Tetapi, memang kemudian menjadi maklum jika kita mencoba berpikir secara makro.
Maksudnya, kita paham jika (benar) Kemdikbud menggagas mapel Bahasa Daerah
diintegrasikan ke dalam mapel yang lain (SBK). Semua itu sesungguhnya merupakan
konsekuensi dari kekayaan bahasa daerah yang kita miliki. Justru karena
banyaknya bahasa daerah itulah, agaknya Kemdikbud menjadi sangat sulit untuk
bertindak adil. Bayangkanlah, Indonesia hanya terdiri atas 33 provinsi (berarti
33 dinas pendidikan, 33 dinas kebudayaan), sementara jumlah bahasa daerah di
Indonesia lebih dari 700.
Bagi Provinsi Jateng, DIY, dan Jatim misalnya, memang tidak menjadi soal karena
Bahasa Jawa adalah bahasa mayoritas. Karena itu, Bahasa Jawa tepat menjadi
mapel tersendiri. Demikian juga Bahasa Sunda di Jabar atau Bahasa Bali di Bali.
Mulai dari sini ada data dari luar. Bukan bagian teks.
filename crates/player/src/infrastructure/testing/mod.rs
//! Shared test support.

pub mod fixtures;
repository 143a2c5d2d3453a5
//! Client configuration from the environment.
//!
//! Supported environment variables:
//! - STORYLOOM_API_URL: base URL of the story API (default `http://localhost:8000/api`)
//! - STORYLOOM_REQUEST_TIMEOUT_SECS: per-request HTTP timeout (default 30)
//! - STORYLOOM_JOB_POLL_MS: generation job polling interval (default 2000)

use std::time::Duration;

use thiserror::Error;
use url::Url;

pub const DEFAULT_API_URL: &str = "http://localhost:8000/api";
pub const DEFAULT_REQUEST_TIMEOUT_SECS: u64 = 30;
pub const DEFAULT_JOB_POLL_MS: u64 = 2000;

#[derive(Debug, Error, PartialEq, Eq)]
pub enum ConfigError {
    #[error("Invalid API base URL '{value}': {reason}")]
    InvalidUrl { value: String, reason: String },
}

#[derive(Debug, Clone, PartialEq, Eq)]
pub struct ClientConfig {
    pub api_base_url: Url,
    pub request_timeout: Duration,
    pub job_poll_interval: Duration,
}

impl ClientConfig {
    pub fn from_env() -> Result<Self, ConfigError> {
        Self::from_lookup(|key| std::env::var(key).ok())
    }

    /// Builds the configuration from an arbitrary variable source.
    ///
    /// Malformed numbers fall back to their defaults; a malformed URL is an error.
    pub fn from_lookup(lookup: impl Fn(&str) -> Option<String>) -> Result<Self, ConfigError> {
        let api_base_url = parse_api_url(
            &lookup("STORYLOOM_API_URL").unwrap_or_else(|| DEFAULT_API_URL.to_string()),
        )?;
        let request_timeout = Duration::from_secs(positive_or(
            "STORYLOOM_REQUEST_TIMEOUT_SECS",
            lookup("STORYLOOM_REQUEST_TIMEOUT_SECS"),
            DEFAULT_REQUEST_TIMEOUT_SECS,
        ));
        let job_poll_interval = Duration::from_millis(positive_or(
            "STORYLOOM_JOB_POLL_MS",
            lookup("STORYLOOM_JOB_POLL_MS"),
            DEFAULT_JOB_POLL_MS,
        ));

        Ok(Self {
            api_base_url,
            request_timeout,
            job_poll_interval,
        })
    }

    /// Overrides the base URL, e.g. from a command line flag.
    pub fn with_api_base_url(mut self, value: &str) -> Result<Self, ConfigError> {
        self.api_base_url = parse_api_url(value)?;
        Ok(self)
    }
}

fn parse_api_url(value: &str) -> Result<Url, ConfigError> {
    let invalid = |reason: String| ConfigError::InvalidUrl {
        value: value.to_string(),
        reason,
    };
    let url = Url::parse(value.trim()).map_err(|e| invalid(e.to_string()))?;
    match url.scheme() {
        "http" | "https" => Ok(url),
        other => Err(invalid(format!("unsupported scheme '{other}'"))),
    }
}

fn positive_or(name: &str, raw: Option<String>, default: u64) -> u64 {
    let Some(raw) = raw else {
        return default;
    };
    match raw.trim().parse::<u64>() {
        Ok(value) if value > 0 => value,
        _ => {
            tracing::warn!(val = %raw, default, "{name} is not a positive integer, ignoring");
            default
        }
    }
}
//! String normalization for user-entered text.

/// Returns `true` when the text is empty or only whitespace.
///
/// # Examples
///
/// ```
/// use storyloom_domain::common::is_blank;
///
/// assert!(is_blank(""));
/// assert!(is_blank("  \n\t"));
/// assert!(!is_blank(" go left "));
/// ```
pub fn is_blank(value: &str) -> bool {
    value.trim().is_empty()
}

/// Trims the text and returns `None` if nothing is left.
///
/// # Examples
///
/// ```
/// use storyloom_domain::common::trimmed_non_empty;
///
/// assert_eq!(trimmed_non_empty("  Go right "), Some("Go right".to_string()));
/// assert_eq!(trimmed_non_empty("   "), None);
/// ```
pub fn trimmed_non_empty(value: &str) -> Option<String> {
    let trimmed = value.trim();
    if trimmed.is_empty() {
        None
    } else {
        Some(trimmed.to_string())
    }
}
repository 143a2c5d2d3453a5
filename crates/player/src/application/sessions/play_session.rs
//! Play Session - walking a story from its root to an ending

use std::collections::HashSet;

use storyloom_domain::{
    children, is_terminal, outcome, resolve, Choice, DomainError, NodeId, OptionTarget, Outcome,
    Story, StoryNode,
};

/// Traversal state over one immutable story document.
///
/// `path` is never empty and always ends at the current node. `visited`
/// only grows until [`PlaySession::restart`].
#[derive(Debug, Clone, PartialEq)]
pub struct PlaySession {
    document: Story,
    current: NodeId,
    visited: HashSet<NodeId>,
    visit_order: Vec<NodeId>,
    path: Vec<NodeId>,
}

impl PlaySession {
    pub fn start(document: Story) -> Self {
        let root = document.root_id().clone();
        tracing::debug!(story_id = %document.id(), root = %root, "Play session started");
        Self {
            document,
            current: root.clone(),
            visited: HashSet::from([root.clone()]),
            visit_order: vec![root.clone()],
            path: vec![root],
        }
    }

    /// Back to the root with the already-loaded document.
    pub fn restart(&mut self) {
        let root = self.document.root_id().clone();
        self.current = root.clone();
        self.visited = HashSet::from([root.clone()]);
        self.visit_order = vec![root.clone()];
        self.path = vec![root];
    }

    // =========================================================================
    // Accessors
    // =========================================================================

    pub fn document(&self) -> &Story {
        &self.document
    }

    pub fn current_node_id(&self) -> &NodeId {
        &self.current
    }

    pub fn current_node(&self) -> &StoryNode {
        self.document
            .get(&self.current)
            .unwrap_or_else(|| self.document.root())
    }

    /// Options of the current node with their targets; empty at an ending.
    pub fn choices(&self) -> Vec<Choice<'_>> {
        let node = self.current_node();
        if is_terminal(node) {
            return Vec::new();
        }
        children(&self.document, node)
    }

    pub fn outcome(&self) -> Option<Outcome> {
        outcome(self.current_node())
    }

    pub fn is_finished(&self) -> bool {
        is_terminal(self.current_node())
    }

    /// Visited nodes in first-visit order.
    pub fn visited(&self) -> &[NodeId] {
        &self.visit_order
    }

    pub fn has_visited(&self, node_id: &NodeId) -> bool {
        self.visited.contains(node_id)
    }

    pub fn path(&self) -> &[NodeId] {
        &self.path
    }

    pub fn can_go_back(&self) -> bool {
        self.path.len() > 1
    }

    // =========================================================================
    // Moves
    // =========================================================================

    /// Follows the option of the current node that leads to `target`.
    ///
    /// Returns `Ok(false)` without moving when the current node is an ending.
    ///
    /// # Errors
    ///
    /// `NotFound` if `target` is not in the story, `InvalidTarget` if no option
    /// of the current node leads there. State is unchanged on error.
    pub fn choose(&mut self, target: &NodeId) -> Result<bool, DomainError> {
        let current = self.current_node();
        if is_terminal(current) {
            tracing::debug!(node_id = %current.id, "Ignoring choice at an ending");
            return Ok(false);
        }

        let next = resolve(&self.document, target)?;
        let offered = current
            .options
            .iter()
            .any(|option| option.node_id.as_ref() == Some(target));
        if !offered {
            return Err(DomainError::invalid_target(format!(
                "node {} has no option leading to {}",
                current.id, target
            )));
        }

        let next = next.id.clone();
        self.advance(next);
        Ok(true)
    }

    /// Follows the option at `index` of the current node.
    pub fn choose_option(&mut self, index: usize) -> Result<bool, DomainError> {
        if self.is_finished() {
            return Ok(false);
        }

        let next = {
            let choices = self.choices();
            let choice = choices
                .get(index)
                .ok_or_else(|| DomainError::out_of_range(index, choices.len()))?;
            match choice.target {
                OptionTarget::Resolved(node) => node.id.clone(),
                OptionTarget::Dangling(id) => {
                    return Err(DomainError::not_found("StoryNode", id.to_string()))
                }
                OptionTarget::Unlinked => {
                    return Err(DomainError::invalid_target(format!(
                        "option \"{}\" has no target",
                        choice.option.text
                    )))
                }
            }
        };

        self.advance(next);
        Ok(true)
    }

    /// Steps back one node. Returns `false` at the root.
    pub fn back(&mut self) -> bool {
        if !self.can_go_back() {
            return false;
        }
        self.path.pop();
        if let Some(last) = self.path.last() {
            self.current = last.clone();
        }
        true
    }

    /// Rewinds the path to the first time `node_id` appears on it.
    ///
    /// Returns `Ok(false)` for a visited node that is no longer on the path.
    ///
    /// # Errors
    ///
    /// `InvalidTarget` if `node_id` has not been visited.
    pub fn jump_to(&mut self, node_id: &NodeId) -> Result<bool, DomainError> {
        if !self.has_visited(node_id) {
            return Err(DomainError::invalid_target(format!(
                "node {node_id} has not been visited"
            )));
        }

        match self.path.iter().position(|id| id == node_id) {
            Some(position) => {
                self.path.truncate(position + 1);
                self.current = node_id.clone();
                Ok(true)
            }
            None => Ok(false),
        }
    }

    fn advance(&mut self, next: NodeId) {
        tracing::debug!(from = %self.current, to = %next, "Advancing play session");
        if self.visited.insert(next.clone()) {
            self.visit_order.push(next.clone());
        }
        self.path.push(next.clone());
        self.current = next;
    }
}

#[cfg(test)]
mod tests {
    use storyloom_domain::StoryOption;

    use super::*;
    use crate::infrastructure::testing::fixtures;

    fn id(raw: &str) -> NodeId {
        NodeId::from(raw)
    }

    fn assert_path_invariants(session: &PlaySession) {
        assert!(!session.path().is_empty());
        assert_eq!(session.path().last(), Some(session.current_node_id()));
        for node in session.path() {
            assert!(session.has_visited(node));
        }
    }

    fn loop_story() -> Story {
        Story::new(
            "loop",
            "Loop",
            StoryNode::new("A", "Start").with_option(StoryOption::linked("On", "B")),
        )
        .with_node(
            StoryNode::new("B", "Fork")
                .with_option(StoryOption::linked("Back", "A"))
                .with_option(StoryOption::linked("Finish", "E")),
        )
        .with_node(StoryNode::ending("E", "Done", true))
    }

    #[test]
    fn go_left_scenario() {
        let mut session = PlaySession::start(fixtures::go_left_story());
        assert_eq!(session.current_node_id(), &id("A"));

        assert!(session.choose(&id("B")).unwrap());
        assert_eq!(session.current_node_id(), &id("B"));
        assert_eq!(session.visited(), &[id("A"), id("B")]);
        assert_eq!(session.path(), &[id("A"), id("B")]);
        assert_eq!(session.outcome(), Some(Outcome::Win));
        assert!(session.is_finished());
    }

    #[test]
    fn choose_unknown_target_is_not_found() {
        let mut session = PlaySession::start(fixtures::go_left_story());
        let before = session.clone();

        let err = session.choose(&id("Z")).unwrap_err();
        assert!(err.is_not_found());
        assert_eq!(session, before);
    }

    #[test]
    fn choose_requires_an_offered_option() {
        let mut session = PlaySession::start(fixtures::crossroads_story());
        let before = session.clone();

        let err = session.choose(&id("D")).unwrap_err();
        assert!(matches!(err, DomainError::InvalidTarget(_)));
        assert_eq!(session, before);
    }

    #[test]
    fn choose_at_an_ending_does_not_move() {
        let mut session = PlaySession::start(fixtures::crossroads_story());
        session.choose(&id("C")).unwrap();
        assert_eq!(session.outcome(), Some(Outcome::Loss));

        assert!(!session.choose(&id("A")).unwrap());
        assert!(!session.choose(&id("Z")).unwrap());
        assert_eq!(session.current_node_id(), &id("C"));
        assert!(session.choices().is_empty());
    }

    #[test]
    fn back_at_root_is_a_no_op() {
        let mut session = PlaySession::start(fixtures::crossroads_story());
        assert!(!session.back());
        assert_eq!(session.path(), &[id("A")]);
        assert_eq!(session.current_node_id(), &id("A"));
    }

    #[test]
    fn back_keeps_visited() {
        let mut session = PlaySession::start(fixtures::crossroads_story());
        session.choose(&id("B")).unwrap();
        assert!(session.back());

        assert_eq!(session.current_node_id(), &id("A"));
        assert!(session.has_visited(&id("B")));
        assert_path_invariants(&session);
    }

    #[test]
    fn jump_to_unvisited_never_moves() {
        let mut session = PlaySession::start(fixtures::crossroads_story());
        session.choose(&id("B")).unwrap();

        let err = session.jump_to(&id("D")).unwrap_err();
        assert!(matches!(err, DomainError::InvalidTarget(_)));
        assert_eq!(session.current_node_id(), &id("B"));
    }

    #[test]
    fn jump_to_rewinds_to_first_occurrence() {
        let mut session = PlaySession::start(loop_story());
        for target in ["B", "A", "B"] {
            session.choose(&id(target)).unwrap();
        }
        assert_eq!(session.path(), &[id("A"), id("B"), id("A"), id("B")]);

        assert!(session.jump_to(&id("B")).unwrap());
        assert_eq!(session.path(), &[id("A"), id("B")]);
        assert_eq!(session.current_node_id(), &id("B"));
        assert_eq!(session.visited(), &[id("A"), id("B")]);
    }

    #[test]
    fn jump_to_visited_node_off_the_path_is_a_no_op() {
        let mut session = PlaySession::start(fixtures::crossroads_story());
        session.choose(&id("B")).unwrap();
        session.back();
        session.choose(&id("C")).unwrap();

        assert!(!session.jump_to(&id("B")).unwrap());
        assert_eq!(session.path(), &[id("A"), id("C")]);
    }

    #[test]
    fn restart_is_idempotent() {
        let mut session = PlaySession::start(fixtures::crossroads_story());
        session.choose(&id("B")).unwrap();
        session.choose(&id("D")).unwrap();

        session.restart();
        let once = session.clone();
        session.restart();

        assert_eq!(session, once);
        assert_eq!(session, PlaySession::start(fixtures::crossroads_story()));
    }

    #[test]
    fn choose_option_reports_broken_links() {
        let story = Story::new(
            "broken",
            "Broken",
            StoryNode::new("A", "Start")
                .with_option(StoryOption::linked("Into the void", "Z"))
                .with_option(StoryOption::unlinked("Not written yet"))
                .with_option(StoryOption::linked("Onward", "B")),
        )
        .with_node(StoryNode::ending("B", "Made it", true));
        let mut session = PlaySession::start(story);

        assert!(session.choose_option(0).unwrap_err().is_not_found());
        assert!(matches!(
            session.choose_option(1),
            Err(DomainError::InvalidTarget(_))
        ));
        assert_eq!(
            session.choose_option(3),
            Err(DomainError::out_of_range(3, 3))
        );
        assert_eq!(session.path(), &[id("A")]);

        assert!(session.choose_option(2).unwrap());
        assert_eq!(session.current_node_id(), &id("B"));
    }

    #[test]
    fn invariants_hold_across_mixed_moves() {
        let mut session = PlaySession::start(loop_story());
        session.choose(&id("B")).unwrap();
        assert_path_invariants(&session);
        session.choose(&id("A")).unwrap();
        assert_path_invariants(&session);
        session.back();
        assert_path_invariants(&session);
        session.jump_to(&id("A")).unwrap();
        assert_path_invariants(&session);
        let _ = session.choose(&id("E"));
        assert_path_invariants(&session);
        session.choose(&id("B")).unwrap();
        session.choose(&id("E")).unwrap();
        assert_path_invariants(&session);
        session.restart();
        assert_path_invariants(&session);
    }
}
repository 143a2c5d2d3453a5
//! Response shapes returned by the story API.
//!
//! Full story documents are `storyloom_domain::Story`; nodes are
//! `storyloom_domain::StoryNode`. This module covers everything else.

use chrono::{DateTime, Utc};
use serde::{Deserialize, Serialize};
use storyloom_domain::common::datetime::option_timestamp;
use storyloom_domain::{JobId, NodeId, StoryId, StoryStatus};

// =============================================================================
// Story list
// =============================================================================

/// One row of `GET /stories/`
#[derive(Debug, Clone, PartialEq, Serialize, Deserialize)]
pub struct StoryListItem {
    pub id: StoryId,
    pub title: String,
    #[serde(default)]
    pub status: StoryStatus,
    #[serde(default)]
    pub node_count: u32,
    #[serde(default, with = "option_timestamp")]
    pub created_at: Option<DateTime<Utc>>,
    #[serde(default, with = "option_timestamp")]
    pub updated_at: Option<DateTime<Utc>>,
}

#[derive(Debug, Clone, PartialEq, Serialize, Deserialize)]
pub struct StoryListResponse {
    pub stories: Vec<StoryListItem>,
    /// Absent on older servers; falls back to the length of `stories`
    #[serde(default)]
    pub total: Option<usize>,
}

impl StoryListResponse {
    pub fn total(&self) -> usize {
        self.total.unwrap_or(self.stories.len())
    }
}

/// The part of `PUT /stories/{id}` the client relies on: the confirmed title.
#[derive(Debug, Clone, PartialEq, Eq, Serialize, Deserialize)]
pub struct UpdatedStoryResponse {
    pub title: String,
}

/// The part of `POST /stories/{id}/nodes` the client relies on.
///
/// Servers answer either with the created node (`id`) or with an
/// acknowledgement carrying `node_id`.
#[derive(Debug, Clone, PartialEq, Eq, Serialize, Deserialize)]
pub struct CreatedNodeResponse {
    #[serde(alias = "node_id")]
    pub id: NodeId,
}

// =============================================================================
// Generation jobs
// =============================================================================

#[derive(Debug, Clone, Copy, PartialEq, Eq, Hash, Serialize, Deserialize)]
#[serde(rename_all = "snake_case")]
pub enum JobStatus {
    Pending,
    Processing,
    Completed,
    Failed,
    /// Unknown status for forward compatibility
    #[serde(other)]
    Unknown,
}

impl JobStatus {
    pub fn as_str(&self) -> &'static str {
        match self {
            Self::Pending => "pending",
            Self::Processing => "processing",
            Self::Completed => "completed",
            Self::Failed => "failed",
            Self::Unknown => "unknown",
        }
    }

    /// Whether polling should stop.
    ///
    /// An unrecognized status counts as finished: the client has no way of
    /// telling whether it will ever change.
    pub fn is_finished(&self) -> bool {
        !matches!(self, Self::Pending | Self::Processing)
    }
}

/// Returned by `POST /stories/create` and `GET /jobs/{job_id}`
#[derive(Debug, Clone, PartialEq, Serialize, Deserialize)]
pub struct StoryJobResponse {
    pub job_id: JobId,
    pub status: JobStatus,
    #[serde(default)]
    pub story_id: Option<StoryId>,
    #[serde(default)]
    pub error: Option<String>,
    #[serde(default, with = "option_timestamp")]
    pub created_at: Option<DateTime<Utc>>,
    #[serde(default, with = "option_timestamp")]
    pub completed_at: Option<DateTime<Utc>>,
}
//! Story list view

use std::fmt::Write;

use storyloom_shared::StoryListResponse;

use crate::ui::presentation::utils::last_updated;

pub fn render(list: &StoryListResponse) -> String {
    if list.stories.is_empty() {
        return "No stories yet. Create one with `storyloom-cli generate <theme>`.\n".to_string();
    }

    let mut out = format!("Stories ({})\n", list.total());
    for story in &list.stories {
        let _ = writeln!(
            out,
            "  #{:<6} {:<40} {:<10} {:>4} nodes  {}",
            story.id.as_str(),
            story.title,
            story.status.as_str(),
            story.node_count,
            last_updated(story)
        );
    }
    out
}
Tetapi, bagaimana dengan Provinsi NTB yang punya lebih dari 10 bahasa, NTT dan
Maluku yang masing-masing punya lebih dari 50 bahasa, dan Papua yang punya
lebih dari 200 bahasa daerah? Dengan banyaknya bahasa daerah di provinsi itu,
lalu bahasa apa dan milik suku mana yang harus dijadikan mapel di sekolah di
wilayah provinsi tersebut?
Agaknya itulah akar masalahnya. Kalau di antara sekian puluh/ratus bahasa daerah
di provinsi tertentu (katakanlah di NTT atau Papua) ada satu atau dua bahasa
yang oleh pemerintah ditetapkan menjadi mapel di wilayah provinsi tersebut,
apakah suku pemilik bahasa lainnya bisa terima? Atau mungkinkah semua bahasa
yang dimiliki semua suku itu diajarkan di wilayah masing-masing suku tersebut?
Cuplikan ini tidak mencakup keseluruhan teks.